Hey @lhoestq,
How can I speed up shuffle+flatten on a dataset with millions of instances? It’s painfully slow for whatever setting I tried.
TIA
Hey @lhoestq,
How can I speed up shuffle+flatten on a dataset with millions of instances? It’s painfully slow for whatever setting I tried.
TIA
Hi !
By flatten you mean flattend_indices ?
Is your dataset made of strings ?
If so, then the speed bottleneck is the I/O: read from the current dataset arrow file, and write to a new file.
The new file is written when doing flatten_indices.
To speed up things you can use a SSD or distribute the writing (using shard on the shuffled dataset for example).

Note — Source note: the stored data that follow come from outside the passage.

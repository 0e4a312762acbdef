//! Vitte lexer.
//!
//! Turns source bytes into [`Token`]s that borrow their text from the
//! input. Whitespace and comments (`# ...`, `// ...`) are skipped; `.end`
//! is its own token. The first lexical error is reported as a diagnostic
//! and ends the token stream.

mod cursor;
pub mod keywords;
mod lexer;
mod token;

pub use cursor::Cursor;
pub use lexer::{tokenize, Lexer};
pub use token::{Token, TokenKind};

Yes, flatten_indices. Not strings, int arrays of various precisions. Let me backtrack. I need to concatenate two large datasets, all features are int arrays. Now, concatenate works fast except the dataset is not shuffled. I need a shuffled dataset and I don’t want it to use indices, caches etc. Just clean dataset (dataset.arrow, dataset_info.json, and state.json). I found those to be the fastest when loading and processing.
How could I do that?
I tried flatten_indices on a dataset with 30 million examples, the progress bar indicated a running time of 28 hours. How can we speed it up?
I have the same question! A performance guide for these kinds of simple tasks with Datasets would be great.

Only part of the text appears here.